大きなテーブルに、様々な料理が乗った皿が並ぶ。
皿の模様も今までに見たことのないようなデザインで、料理が映える皿が使われていた。


流石、手先が器用なドワーフの技が道具や料理、様々な場面で見受けられた。





「さぁ準備も整ったことですし……では、始めましょう!」




イナの合図で、会食が始まる。


最初は、お互い緊張しているのかあまり言葉を交わさず、取り分けられる料理を眺めていた。
次第に、ハルナ、エレーナ、ソフィーネや三姉妹同士の身内での会話が聞こえてくる。
そこからは徐々に緊張も解け始めて、皆で会話を交わすようになってきた。








「ナニコレ、美味しい!!」





ハルナがまず口にしたのは、チーズの入ったジャガイモのポタージュスープだった。




ニコニコとして、ハルナの傍に給仕の姿をしたドワーフが寄って来て話しかけた。





「これは芋を細かく刻み、じっくりとチーズを入れて煮込んだものですよ。ドワーフ秘伝の隠し味も入っております」






ハルナが声を出して、喜んでくれたのが嬉しかったようだ。

ドワーフはその後も、いろんな料理の作り方などを説明してくれた。
それを真剣に聞いていたのは、エレーナではなくアルベルトだった。


途中でアルベルトからも質問をされ、二人で調理の話で盛り上がっていた。



エレーナは緊張からお酒が進み、少しずついつものエレーナになってくる。



すると、その飲みっぷりにジュンテイが気に入ったようで、自慢の酒を持ち出してきた。





「それって、俗にいう”ドワーフの涙”っていうやつじゃ……」




「なんじゃそれは?」


ジュンテイは瓶の蓋をあけ、銀のレードルにとってその香りを味わう。




「ドワーフの方が作っているお酒は、とっても旨いという噂です。なんでも一口、口にするとその旨さのあまりに泣いてしまうことから、そういう名前が付いたって言われてますね。その他に、祝い事のうれし涙、度数が高すぎてむせて出てくる涙……いろんな噂がありますよ」





「ふぅむ、そうなのか……確かにこれはドワーフに代々伝わる酒で、ずっと同じ瓶で作っておる。各家でそれぞれの特徴見ないなものもあるみたいだがな」




そう言って、ジュンテイは酒の入ったレードルを差し出し、エレーナはグラスに注いでもらった。
ジュンテイも自分のグラスに酒を注いで、エレーナにグラスを向ける。


それに応え、お互いのグラスを打ち合い、耳に心地よい高い音が鳴り響いた。




「(クイッ)……ゴホッゴホッ!?」





そんなエレーナの様子を見て、ケタケタと笑うジュンテイ。
そんなお酒を平気で飲む、ソフィーネ。

この中にグレイも加わり、より一層話しが盛り上がっていく。







随分と仲が良くなったころ、ハルナはイナの傍に行って聞きたいことがあった。








「あの、イナさん?ちょっとよろしいですか?」


「あ、はい。なんでしょう、ハルナさん?」






ハルナはバイトをしていた時の経験から、これは隣に座っても問題ないと感じグラスを手にしていなの隣に座った。

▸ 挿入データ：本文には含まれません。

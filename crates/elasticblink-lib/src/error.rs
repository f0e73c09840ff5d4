//! Unified error type for the elasticblink-lib crate.
//!
//! [`ElasticblinkError`] wraps module-specific errors (`DeviceError`,
//! `HealthError`, `ConfigError`) and the domain-specific kinds (`Color`,
//! `SelfTest`). `From` impls allow `?` to propagate across module boundaries.

use std::fmt;

use crate::config::ConfigError;
use crate::device::DeviceError;
use crate::health::HealthError;

/// Unified error type for elasticblink-lib operations.
#[derive(Debug)]
pub enum ElasticblinkError {
    /// Indicator device enumeration or command error.
    Device(DeviceError),
    /// Health endpoint error (connection, HTTP status, malformed body).
    Health(HealthError),
    /// Configuration file missing, unreadable, or invalid.
    Config(ConfigError),
    /// Color parsing or range error.
    Color(String),
    /// Startup self-test failed.
    SelfTest(String),
}

impl fmt::Display for ElasticblinkError {
    fn fmt(&self, f: &mut fmt::Formatter<'_>) -> fmt::Result {
        match self {
            ElasticblinkError::Device(e) => write!(f, "{e}"),
            ElasticblinkError::Health(e) => write!(f, "{e}"),
            ElasticblinkError::Config(e) => write!(f, "{e}"),
            ElasticblinkError::Color(e) => write!(f, "Color error: {e}"),
            ElasticblinkError::SelfTest(e) => write!(f, "Initialisation test failed: {e}"),
        }
    }
}

impl std::error::Error for ElasticblinkError {
    fn source(&self) -> Option<&(dyn std::error::Error + 'static)> {
        match self {
            ElasticblinkError::Device(e) => Some(e),
            ElasticblinkError::Health(e) => Some(e),
            ElasticblinkError::Config(e) => Some(e),
            _ => None,
        }
    }
}

impl From<DeviceError> for ElasticblinkError {
    fn from(e: DeviceError) -> Self {
        ElasticblinkError::Device(e)
    }
}

impl From<HealthError> for ElasticblinkError {
    fn from(e: HealthError) -> Self {
        ElasticblinkError::Health(e)
    }
}

impl From<ConfigError> for ElasticblinkError {
    fn from(e: ConfigError) -> Self {
        ElasticblinkError::Config(e)
    }
}

/// Crate-level Result alias using [`ElasticblinkError`].
pub type Result<T> = std::result::Result<T, ElasticblinkError>;
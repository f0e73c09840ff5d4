//! Indicator device access: traits plus the Linux USB backend.
//!
//! A [`DeviceBackend`] enumerates the indicator devices attached right now;
//! each [`IndicatorDevice`] accepts a full-brightness color. Enumeration is
//! cheap and happens again for every command, so nothing here holds a device
//! open between commands.

use std::fmt;

use crate::led::Color;

// ── Error type ──

/// Indicator device errors.
///
/// String payloads follow the convention **"context: details"** where
/// *context* identifies the step (e.g. `"USB open"`) and *details* describes
/// what went wrong.
#[derive(Debug, Clone)]
pub enum DeviceError {
    EnumerationFailed(String),
    OpenFailed(String),
    CommandFailed(String),
}

impl fmt::Display for DeviceError {
    fn fmt(&self, f: &mut fmt::Formatter<'_>) -> fmt::Result {
        match self {
            DeviceError::EnumerationFailed(e) => write!(f, "Device enumeration failed: {e}"),
            DeviceError::OpenFailed(e) => write!(f, "Failed to open device: {e}"),
            DeviceError::CommandFailed(e) => write!(f, "Device command failed: {e}"),
        }
    }
}

impl std::error::Error for DeviceError {}

pub type Result<T> = std::result::Result<T, DeviceError>;

// ── Traits ──

/// One attached indicator.
pub trait IndicatorDevice {
    /// Serial number, or a bus path when the device reports none.
    fn serial(&self) -> &str;

    /// Set the whole indicator to `color` at full brightness.
    fn set_color(&self, color: Color) -> Result<()>;

    /// Output zero on every channel.
    fn turn_off(&self) -> Result<()> {
        self.set_color(Color::OFF)
    }
}

/// Source of the indicator devices currently attached to the host.
pub trait DeviceBackend {
    type Device: IndicatorDevice;

    fn find_all(&self) -> Result<Vec<Self::Device>>;
}

// ── Linux backend ──

#[cfg(target_os = "linux")]
mod linux_impl {
    use super::*;
    use std::time::Duration;

    use nusb::transfer::{Control, ControlType, Recipient};

    /// BlinkStick USB vendor ID.
    pub const BLINKSTICK_VID: u16 = 0x20A0;
    /// BlinkStick USB product ID.
    pub const BLINKSTICK_PID: u16 = 0x41E5;

    /// HID `SET_REPORT` class request.
    const HID_SET_REPORT: u8 = 0x09;
    /// Feature report carrying a single RGB value for the whole device.
    const REPORT_COLOR: u16 = 0x0001;
    const USB_TIMEOUT_MS: u64 = 1000;

    /// Build the color feature report: `[0, r, g, b]`.
    pub fn color_report(color: Color) -> [u8; 4] {
        [0, color.r, color.g, color.b]
    }

    /// A BlinkStick found on the bus (opened only while a command runs).
    pub struct BlinkStick {
        info: nusb::DeviceInfo,
        serial: String,
    }

    impl IndicatorDevice for BlinkStick {
        fn serial(&self) -> &str {
            &self.serial
        }

        fn set_color(&self, color: Color) -> Result<()> {
            let device = self
                .info
                .open()
                .map_err(|e| DeviceError::OpenFailed(format!("USB open {}: {e}", self.serial)))?;

            // usbhid owns interface 0; detach it for the duration of the transfer
            let interface = device.detach_and_claim_interface(0).map_err(|e| {
                DeviceError::OpenFailed(format!("claim interface 0 on {}: {e}", self.serial))
            })?;

            let control = Control {
                control_type: ControlType::Class,
                recipient: Recipient::Device,
                request: HID_SET_REPORT,
                value: REPORT_COLOR,
                index: 0,
            };
            interface
                .control_out_blocking(
                    control,
                    &color_report(color),
                    Duration::from_millis(USB_TIMEOUT_MS),
                )
                .map_err(|e| {
                    DeviceError::CommandFailed(format!("SET_REPORT on {}: {e}", self.serial))
                })?;
            Ok(())
        }
    }

    /// Enumerates BlinkSticks with `nusb`.
    #[derive(Debug, Default, Clone, Copy)]
    pub struct UsbBackend;

    impl DeviceBackend for UsbBackend {
        type Device = BlinkStick;

        fn find_all(&self) -> Result<Vec<BlinkStick>> {
            let devices = nusb::list_devices()
                .map_err(|e| DeviceError::EnumerationFailed(format!("USB enumeration: {e}")))?;

            Ok(devices
                .filter(|dev| dev.vendor_id() == BLINKSTICK_VID && dev.product_id() == BLINKSTICK_PID)
                .map(|dev| {
                    let serial = dev.serial_number().map(str::to_string).unwrap_or_else(|| {
                        format!("usb:{:03}/{:03}", dev.bus_number(), dev.device_address())
                    });
                    BlinkStick { info: dev, serial }
                })
                .collect())
        }
    }
}

#[cfg(target_os = "linux")]
pub use linux_impl::{BLINKSTICK_PID, BLINKSTICK_VID, BlinkStick, UsbBackend, color_report};

// ── Stub backend for unsupported platforms ──

/// Device type that cannot be constructed.
#[cfg(not(target_os = "linux"))]
pub enum NoDevice {}

#[cfg(not(target_os = "linux"))]
impl IndicatorDevice for NoDevice {
    fn serial(&self) -> &str {
        match *self {}
    }
    fn set_color(&self, _color: Color) -> Result<()> {
        match *self {}
    }
}

/// Backend that never finds a device.
/// Enables compilation and `cargo test` on unsupported hosts.
#[cfg(not(target_os = "linux"))]
#[derive(Debug, Default, Clone, Copy)]
pub struct StubBackend;

#[cfg(not(target_os = "linux"))]
impl DeviceBackend for StubBackend {
    type Device = NoDevice;

    fn find_all(&self) -> Result<Vec<NoDevice>> {
        Ok(Vec::new())
    }
}

/// Concrete backend for the current platform.
#[cfg(target_os = "linux")]
pub type PlatformBackend = UsbBackend;
#[cfg(not(target_os = "linux"))]
pub type PlatformBackend = StubBackend;

// ── Mock backend for testing ──

/// In-memory indicator bus for unit and integration tests.
///
/// Always compiled (zero runtime cost), hidden from public docs.
#[doc(hidden)]
pub mod mock {
    use super::*;
    use std::cell::RefCell;
    use std::rc::Rc;

    /// One recorded color command.
    #[derive(Debug, Clone, PartialEq, Eq)]
    pub struct Command {
        pub serial: String,
        pub color: Color,
    }

    /// Simulated indicator on the bus.
    #[derive(Debug, Clone)]
    pub struct MockStick {
        pub serial: String,
        pub color: Color,
        /// If true, every command to this stick fails.
        pub fail: bool,
    }

    /// Shared state of the simulated bus.
    #[derive(Debug, Default)]
    pub struct MockBus {
        pub sticks: Vec<MockStick>,
        /// Every successful command, in order.
        pub commands: Vec<Command>,
        /// If true, `find_all` returns an error.
        pub fail_enumeration: bool,
        /// Number of `find_all` calls.
        pub enumerations: usize,
    }

    /// Backend over a [`MockBus`]. Clones share the same bus.
    #[derive(Debug, Clone, Default)]
    pub struct MockBackend {
        pub bus: Rc<RefCell<MockBus>>,
    }

    impl MockBackend {
        /// A bus with a single stick, serial `MOCK0001`.
        pub fn new() -> Self {
            Self::with_serials(&["MOCK0001"])
        }

        pub fn with_serials(serials: &[&str]) -> Self {
            let backend = MockBackend::default();
            for serial in serials {
                backend.plug(serial);
            }
            backend
        }

        pub fn plug(&self, serial: &str) {
            self.bus.borrow_mut().sticks.push(MockStick {
                serial: serial.to_string(),
                color: Color::OFF,
                fail: false,
            });
        }

        pub fn unplug(&self, serial: &str) {
            self.bus.borrow_mut().sticks.retain(|s| s.serial != serial);
        }

        pub fn set_failing(&self, serial: &str, fail: bool) {
            if let Some(stick) = self
                .bus
                .borrow_mut()
                .sticks
                .iter_mut()
                .find(|s| s.serial == serial)
            {
                stick.fail = fail;
            }
        }

        /// Current color of a stick, if it is plugged in.
        pub fn color_of(&self, serial: &str) -> Option<Color> {
            self.bus
                .borrow()
                .sticks
                .iter()
                .find(|s| s.serial == serial)
                .map(|s| s.color)
        }

        /// Colors sent so far, across all sticks.
        pub fn colors(&self) -> Vec<Color> {
            self.bus.borrow().commands.iter().map(|c| c.color).collect()
        }

        /// Colors sent so far to one stick.
        pub fn colors_for(&self, serial: &str) -> Vec<Color> {
            self.bus
                .borrow()
                .commands
                .iter()
                .filter(|c| c.serial == serial)
                .map(|c| c.color)
                .collect()
        }

        pub fn clear_commands(&self) {
            self.bus.borrow_mut().commands.clear();
        }
    }

    /// Handle to one stick on a [`MockBus`].
    pub struct MockDevice {
        serial: String,
        bus: Rc<RefCell<MockBus>>,
    }

    impl IndicatorDevice for MockDevice {
        fn serial(&self) -> &str {
            &self.serial
        }

        fn set_color(&self, color: Color) -> Result<()> {
            let mut bus = self.bus.borrow_mut();
            let stick = bus
                .sticks
                .iter_mut()
                .find(|s| s.serial == self.serial)
                .ok_or_else(|| {
                    DeviceError::OpenFailed(format!("mock: {} unplugged", self.serial))
                })?;
            if stick.fail {
                return Err(DeviceError::CommandFailed(format!(
                    "mock: failure injected on {}",
                    self.serial
                )));
            }
            stick.color = color;
            bus.commands.push(Command {
                serial: self.serial.clone(),
                color,
            });
            Ok(())
        }
    }

    impl DeviceBackend for MockBackend {
        type Device = MockDevice;

        fn find_all(&self) -> Result<Vec<MockDevice>> {
            let mut bus = self.bus.borrow_mut();
            bus.enumerations += 1;
            if bus.fail_enumeration {
                return Err(DeviceError::EnumerationFailed(
                    "mock: enumeration failure injected".into(),
                ));
            }
            Ok(bus
                .sticks
                .iter()
                .map(|s| MockDevice {
                    serial: s.serial.clone(),
                    bus: Rc::clone(&self.bus),
                })
                .collect())
        }
    }
}
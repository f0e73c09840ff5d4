//! RGB colors for the indicator and their config representations.
//!
//! In configuration a color is either an `[r, g, b]` array, a hex string
//! (`"#RRGGBB"`), or one of a few names. Serialized form is always the array.

use std::fmt;

use serde::{Deserialize, Deserializer, Serialize, Serializer};

/// A color with three 8-bit channels.
#[derive(Debug, Clone, Copy, PartialEq, Eq, Hash, Default)]
pub struct Color {
    pub r: u8,
    pub g: u8,
    pub b: u8,
}

impl Color {
    pub const OFF: Color = Color::rgb(0, 0, 0);
    pub const WHITE: Color = Color::rgb(255, 255, 255);
    pub const RED: Color = Color::rgb(255, 0, 0);
    pub const GREEN: Color = Color::rgb(0, 255, 0);
    pub const BLUE: Color = Color::rgb(0, 0, 255);
    pub const YELLOW: Color = Color::rgb(255, 255, 0);

    pub const fn rgb(r: u8, g: u8, b: u8) -> Self {
        Color { r, g, b }
    }

    /// Build a color from arbitrary integers, rejecting any channel outside `0..=255`.
    pub fn try_from_channels(channels: [i64; 3]) -> crate::error::Result<Self> {
        let mut out = [0u8; 3];
        for (slot, (name, value)) in out
            .iter_mut()
            .zip(["red", "green", "blue"].into_iter().zip(channels))
        {
            *slot = u8::try_from(value).map_err(|_| {
                crate::ElasticblinkError::Color(format!(
                    "{name} channel {value} is out of range (0-255)"
                ))
            })?;
        }
        Ok(Color::rgb(out[0], out[1], out[2]))
    }

    pub fn channels(self) -> [u8; 3] {
        [self.r, self.g, self.b]
    }
}

impl fmt::Display for Color {
    fn fmt(&self, f: &mut fmt::Formatter<'_>) -> fmt::Result {
        write!(f, "[{}, {}, {}]", self.r, self.g, self.b)
    }
}

/// Parse a color string.
///
/// Accepts:
/// - Hex: `"#FF0000"`, `"FF0000"`, `"#ff0000"`
/// - Named: `"red"`, `"green"`, `"blue"`, `"white"`, `"orange"`, `"yellow"`, `"purple"`, `"cyan"`, `"off"`
pub fn parse_color(s: &str) -> crate::error::Result<Color> {
    let s = s.trim();

    match s.to_lowercase().as_str() {
        "red" => return Ok(Color::RED),
        "green" => return Ok(Color::GREEN),
        "blue" => return Ok(Color::BLUE),
        "white" => return Ok(Color::WHITE),
        "orange" => return Ok(Color::rgb(255, 128, 0)),
        "yellow" => return Ok(Color::YELLOW),
        "purple" => return Ok(Color::rgb(128, 0, 255)),
        "cyan" => return Ok(Color::rgb(0, 255, 255)),
        "off" | "black" => return Ok(Color::OFF),
        _ => {}
    }

    let hex = s.strip_prefix('#').unwrap_or(s);
    if hex.len() != 6 || !hex.chars().all(|c| c.is_ascii_hexdigit()) {
        return Err(crate::ElasticblinkError::Color(format!(
            "Invalid color: {s} (use [r, g, b], #RRGGBB or a color name)"
        )));
    }
    let val = u32::from_str_radix(hex, 16)
        .map_err(|_| crate::ElasticblinkError::Color(format!("Invalid hex color: {s}")))?;
    Ok(Color::rgb(
        ((val >> 16) & 0xFF) as u8,
        ((val >> 8) & 0xFF) as u8,
        (val & 0xFF) as u8,
    ))
}

/// Format a color as `#RRGGBB`.
pub fn format_color(color: Color) -> String {
    format!("#{:02X}{:02X}{:02X}", color.r, color.g, color.b)
}

#[derive(Deserialize)]
#[serde(untagged)]
enum ColorRepr {
    Channels(Vec<i64>),
    Text(String),
}

impl<'de> Deserialize<'de> for Color {
    fn deserialize<D: Deserializer<'de>>(deserializer: D) -> Result<Self, D::Error> {
        use serde::de::Error;

        match ColorRepr::deserialize(deserializer)? {
            ColorRepr::Channels(values) => {
                let channels: [i64; 3] = values.as_slice().try_into().map_err(|_| {
                    D::Error::custom(format!(
                        "color must have exactly 3 channels, got {}",
                        values.len()
                    ))
                })?;
                Color::try_from_channels(channels).map_err(D::Error::custom)
            }
            ColorRepr::Text(s) => parse_color(&s).map_err(D::Error::custom),
        }
    }
}

impl Serialize for Color {
    fn serialize<S: Serializer>(&self, serializer: S) -> Result<S::Ok, S::Error> {
        self.channels().serialize(serializer)
    }
}
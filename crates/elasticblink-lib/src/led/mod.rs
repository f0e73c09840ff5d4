//! Indicator colors, broadcast commands and the fixed signal sequences.

mod color;
mod controller;
mod sequence;

pub use color::{Color, format_color, parse_color};
pub use controller::{Broadcast, DeviceController, DeviceOutcome};
pub use sequence::{
    FLASH_HALF_PERIOD, TEST_COLOR_HOLD, TEST_COLORS, UNKNOWN_FLASHES, signal_unknown, test_colors,
};
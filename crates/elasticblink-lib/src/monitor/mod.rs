//! Poll loop state machine: configuration reload, self-test, health to color.
//!
//! [`Monitor`] owns the collaborators (device controller, health connector,
//! sleeper) and walks `Starting → SelfTest → Polling → Terminated`. Every
//! cycle re-reads the configuration file, so cluster name, credentials, color
//! table and poll period can be edited while the process runs. The loop ends
//! when the [`ShutdownFlag`] is raised, or when the configuration is missing
//! or invalid at any load (startup or reload) or the self-test fails.

mod sleep;

use std::path::PathBuf;
use std::time::Duration;

pub use sleep::{InterruptibleSleeper, ShutdownFlag, Sleeper};
#[doc(hidden)]
pub use sleep::mock;

use crate::config::Config;
use crate::device::DeviceBackend;
use crate::error::Result;
use crate::health::{self, Connector, HealthClient, HealthError};
use crate::led::{self, Color, DeviceController};
use crate::status::{self, StatusMapping};

/// Pause after a successful self-test before polling starts.
pub const SELF_TEST_SETTLE: Duration = Duration::from_secs(1);

/// Lifecycle of a [`Monitor`].
#[derive(Debug, Clone, Copy, PartialEq, Eq)]
pub enum MonitorState {
    /// Loading the configuration for the first time.
    Starting,
    /// Running the one-time device and connectivity test.
    SelfTest,
    /// Steady state.
    Polling,
    /// Stopped by shutdown or a fatal configuration or self-test error.
    Terminated,
}

/// What one poll cycle found.
#[derive(Debug, Clone, PartialEq, Eq)]
pub enum CycleOutcome {
    /// The cluster reported a status with a configured color.
    Healthy { status: String, color: Color },
    /// The cluster reported a status missing from the color table.
    UnmappedStatus(String),
    /// No health record carries the configured cluster name.
    ClusterMissing,
    /// The health endpoint could not be queried; retried next cycle.
    Unreachable(HealthError),
    /// No connection parameters configured.
    Disabled,
}

impl CycleOutcome {
    /// Whether this outcome is shown with the unknown-state signal.
    pub fn is_unknown(&self) -> bool {
        matches!(
            self,
            CycleOutcome::UnmappedStatus(_)
                | CycleOutcome::ClusterMissing
                | CycleOutcome::Unreachable(_)
        )
    }
}

/// Summary of one completed poll cycle.
#[derive(Debug, Clone, PartialEq, Eq)]
pub struct CycleReport {
    pub outcome: CycleOutcome,
    /// Poll period in effect for this cycle.
    pub poll_period: Duration,
    /// False if shutdown interrupted the cycle's signal or sleep.
    pub completed: bool,
}

pub struct Monitor<B, C, S> {
    config_path: PathBuf,
    devices: DeviceController<B>,
    connector: C,
    sleeper: S,
    shutdown: ShutdownFlag,
    self_test: bool,
    self_tested: bool,
    state: MonitorState,
    last_status: Option<String>,
    cycles: u64,
}

impl<B, C, S> Monitor<B, C, S>
where
    B: DeviceBackend,
    C: Connector,
    S: Sleeper,
{
    pub fn new(
        config_path: impl Into<PathBuf>,
        devices: DeviceController<B>,
        connector: C,
        sleeper: S,
        shutdown: ShutdownFlag,
    ) -> Self {
        Monitor {
            config_path: config_path.into(),
            devices,
            connector,
            sleeper,
            shutdown,
            self_test: false,
            self_tested: false,
            state: MonitorState::Starting,
            last_status: None,
            cycles: 0,
        }
    }

    /// Enable the startup self-test.
    pub fn with_self_test(mut self, enabled: bool) -> Self {
        self.self_test = enabled;
        self
    }

    pub fn state(&self) -> MonitorState {
        self.state
    }

    /// Completed poll cycles.
    pub fn cycles(&self) -> u64 {
        self.cycles
    }

    /// Run until shutdown is requested.
    ///
    /// Returns `Err` when the configuration is missing or invalid at startup
    /// or at any reload, or when the self-test fails; the device is left as-is
    /// in that case. On shutdown the device is powered off and `Ok(())` is
    /// returned.
    pub fn run(&mut self) -> Result<()> {
        self.start()?;
        while !self.shutdown.is_requested() {
            self.run_cycle()?;
        }
        self.terminate();
        Ok(())
    }

    /// Load the configuration and, the first time only, run the self-test.
    pub fn start(&mut self) -> Result<Config> {
        self.state = MonitorState::Starting;
        log::info!("Configuration read from: {}", self.config_path.display());
        let config = match Config::load(&self.config_path) {
            Ok(config) => config,
            Err(e) => {
                self.state = MonitorState::Terminated;
                return Err(e.into());
            }
        };

        if self.self_test && !self.self_tested {
            self.state = MonitorState::SelfTest;
            if let Err(e) = self.run_self_test(&config) {
                self.state = MonitorState::Terminated;
                return Err(e);
            }
        }

        self.state = MonitorState::Polling;
        Ok(config)
    }

    fn run_self_test(&mut self, config: &Config) -> Result<()> {
        log::info!("Running initialisation test");
        if !led::test_colors(&self.devices, &self.sleeper)? {
            return Ok(());
        }

        match self.connector.connect(config)? {
            Some(client) => {
                if !client.ping() {
                    log::error!(
                        "Elasticsearch connection ping test FAILED. Please check the \
                         elastic_credentials in {}",
                        self.config_path.display()
                    );
                    return Err(crate::ElasticblinkError::SelfTest(
                        "Elasticsearch connection ping test failed".into(),
                    ));
                }
                log::info!("Elasticsearch connection ping test SUCCESS");
            }
            None => {
                log::error!(
                    "No elastic_credentials in {}, the ping test cannot run",
                    self.config_path.display()
                );
                return Err(crate::ElasticblinkError::SelfTest(
                    "no elastic_credentials configured to ping".into(),
                ));
            }
        }

        self.devices.power_off()?;
        self.sleeper.sleep(SELF_TEST_SETTLE);
        self.self_tested = true;
        Ok(())
    }

    /// One poll cycle: reload, query, signal, sleep.
    ///
    /// Fails, entering `Terminated`, if the configuration file is missing,
    /// unparsable or lacks a required field.
    pub fn run_cycle(&mut self) -> Result<CycleReport> {
        let config = self.reload()?;
        let poll_period = config.poll_period();
        if config.poll_period_seconds.is_some() {
            log::debug!("Configuration found for `poll_period_seconds`: {poll_period:?}");
        }
        if config.status_color.is_some() {
            log::debug!("Configuration found for `status_color`");
        }

        let outcome = self.observe(&config);
        let completed = self.actuate(&config, &outcome) && self.sleeper.sleep(poll_period);
        self.cycles += 1;

        Ok(CycleReport {
            outcome,
            poll_period,
            completed,
        })
    }

    /// Power the indicator off and enter `Terminated`.
    pub fn terminate(&mut self) {
        log::info!("Shutting down, turning indicators off");
        if let Err(e) = self.devices.power_off() {
            log::warn!("could not turn indicators off: {e}");
        }
        self.state = MonitorState::Terminated;
    }

    fn reload(&mut self) -> Result<Config> {
        log::info!("Configuration read from: {}", self.config_path.display());
        Config::load(&self.config_path).map_err(|e| {
            log::error!("{e}");
            self.state = MonitorState::Terminated;
            crate::ElasticblinkError::from(e)
        })
    }

    fn observe(&self, config: &Config) -> CycleOutcome {
        let client = match self.connector.connect(config) {
            Ok(Some(client)) => client,
            Ok(None) => return CycleOutcome::Disabled,
            Err(e) => return CycleOutcome::Unreachable(e),
        };
        let records = match client.fetch_cluster_health() {
            Ok(records) => records,
            Err(e) => return CycleOutcome::Unreachable(e),
        };

        let cluster_name = config.cluster_name().unwrap_or_default();
        let Some(record) = health::find_cluster(&records, cluster_name) else {
            return CycleOutcome::ClusterMissing;
        };
        let matches = records.iter().filter(|r| r.cluster == cluster_name).count();
        if matches > 1 {
            log::debug!("{matches} health records named {cluster_name}, using the last one");
        }

        match status::map_status(&record.status, &config.status_table()) {
            StatusMapping::Mapped(color) => CycleOutcome::Healthy {
                status: record.status.clone(),
                color,
            },
            StatusMapping::Unmapped(label) => CycleOutcome::UnmappedStatus(label),
        }
    }

    /// Drive the indicator for `outcome`. Returns false if shutdown interrupted it.
    fn actuate(&mut self, config: &Config, outcome: &CycleOutcome) -> bool {
        let cluster_name = config.cluster_name().unwrap_or_default();
        match outcome {
            CycleOutcome::Healthy { status, color } => {
                if self.last_status.as_deref() != Some(status.as_str()) {
                    log::info!("Cluster {cluster_name} is {status} -> {}", led::format_color(*color));
                    self.last_status = Some(status.clone());
                }
                if let Err(e) = self.devices.set_color(*color) {
                    log::warn!("{e}");
                }
                return true;
            }
            CycleOutcome::Disabled => {
                log::warn!("No elastic_credentials configured, monitoring disabled");
                self.last_status = None;
                if let Err(e) = self.devices.power_off() {
                    log::warn!("{e}");
                }
                return true;
            }
            CycleOutcome::ClusterMissing => log::warn!(
                "Could not find the cluster specified in the configuration: {cluster_name}"
            ),
            CycleOutcome::UnmappedStatus(label) => log::warn!(
                "No color configured for status '{label}' of cluster {cluster_name}"
            ),
            CycleOutcome::Unreachable(e) => log::warn!("{e}; retrying next cycle"),
        }

        self.last_status = None;
        match led::signal_unknown(&self.devices, &self.sleeper) {
            Ok(completed) => completed,
            Err(e) => {
                log::warn!("{e}");
                !self.shutdown.is_requested()
            }
        }
    }
}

「サナさんもニナさんも、魔法を習得されたようですが。イナさんも、何か習得されているんですよね?」


「はい。私は”ヴェリタム”という魔法で、相手の言葉の真偽を見分ける魔法なのです」


「……まぁ、昔からニナは勘がいいところがあったからね。ニナに似合っている魔法なのよ」


「あ、ニナさん……」


「ということは我々との話し合いの時も、その魔法は私用されていたのですか?」




この場にニナと、ステイビルも加わってきた。





「正直にもうしあげれば、”そうです”というお答えになりますね。ですが、それ以上に王子の言葉には信頼がおけましたので、前向きに進めさせて頂きました」




「その評価はありがたく受け取っておきます。……ですが、相手がその時だけ嘘をつかずにいた場合も考えられますが。その場合は?」



「ではその時は、真実なのでしょう。その際に下心があった場合は、それは”嘘”ですので魔法の効果が表れます……何かの参考にされるのですか?」






「おっと、これは失礼しました。そういう意図は全くなくって、どのくらいの効果があるか確認したかったのです」



「うふふふ。ごめんなさい、ステイビル王子。私たちのことを心配してくださってのことですよね?わかっておりましたが、ついつい……申し訳ありません」



「いえ、大丈夫です。私の心の中もお分かりのようですし、平気で嘘を言う悪いやつはこの世にたくさんいますからね。あ、ついでですがこれからのことについて少しご提案が……」





ステイビルは、イナとニナにこれからのことについて切りだした。
そこからこの場では、事務的で会議室のような重い雰囲気が流れだしたので、ハルナはそっと席を立った。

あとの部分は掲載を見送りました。